Saved entries:
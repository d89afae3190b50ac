#![allow(dead_code)]

use std::sync::Arc;
use std::time::Duration;

use chrono::Utc;
use worktrack_core::session::Session;
use worktrack_lifecycle::memory::{MemoryStore, RecordingPublisher};
use worktrack_lifecycle::{ServiceSettings, SessionService};

pub struct Harness {
    pub store: Arc<MemoryStore>,
    pub publisher: Arc<RecordingPublisher>,
    pub service: Arc<SessionService>,
}

pub fn harness() -> Harness {
    harness_with(ServiceSettings::default())
}

pub fn harness_with(settings: ServiceSettings) -> Harness {
    let store = Arc::new(MemoryStore::new());
    let publisher = Arc::new(RecordingPublisher::new());
    let service = SessionService::new(store.clone(), publisher.clone(), settings)
        .expect("settings are valid");
    Harness {
        store,
        publisher,
        service: Arc::new(service),
    }
}

/// Poll until the session is completed or `limit` elapses.
pub async fn wait_for_completion(store: &MemoryStore, session_id: i64, limit: Duration) -> Session {
    let deadline = tokio::time::Instant::now() + limit;
    loop {
        let session = store.session(session_id).expect("session exists");
        if !session.is_active() || tokio::time::Instant::now() >= deadline {
            return session;
        }
        tokio::time::sleep(Duration::from_millis(20)).await;
    }
}

/// Poll `done` until it holds or `limit` elapses. Returns its last value.
pub async fn wait_until(limit: Duration, done: impl Fn() -> bool) -> bool {
    let deadline = tokio::time::Instant::now() + limit;
    loop {
        if done() {
            return true;
        }
        if tokio::time::Instant::now() >= deadline {
            return false;
        }
        tokio::time::sleep(Duration::from_millis(10)).await;
    }
}

/// Settings whose storage deadline is shorter than a late acknowledgement.
pub fn short_deadline() -> ServiceSettings {
    ServiceSettings {
        storage_timeout: Duration::from_millis(100),
        ..ServiceSettings::default()
    }
}

/// Acknowledgement delay well past [`short_deadline`].
pub const LATE_ACK: Duration = Duration::from_millis(300);

pub fn minutes_from_now(minutes: i64) -> chrono::DateTime<Utc> {
    Utc::now() + chrono::Duration::minutes(minutes)
}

**EXERCISE DETAILS**
Filter the records above and copy every line that contains the word "limit".

**RESPONSE**
/// Poll until the session is completed or `limit` elapses.
pub async fn wait_for_completion(store: &MemoryStore, session_id: i64, limit: Duration) -> Session {
    let deadline = tokio::time::Instant::now() + limit;
/// Poll `done` until it holds or `limit` elapses. Returns its last value.
pub async fn wait_until(limit: Duration, done: impl Fn() -> bool) -> bool {
    let deadline = tokio::time::Instant::now() + limit;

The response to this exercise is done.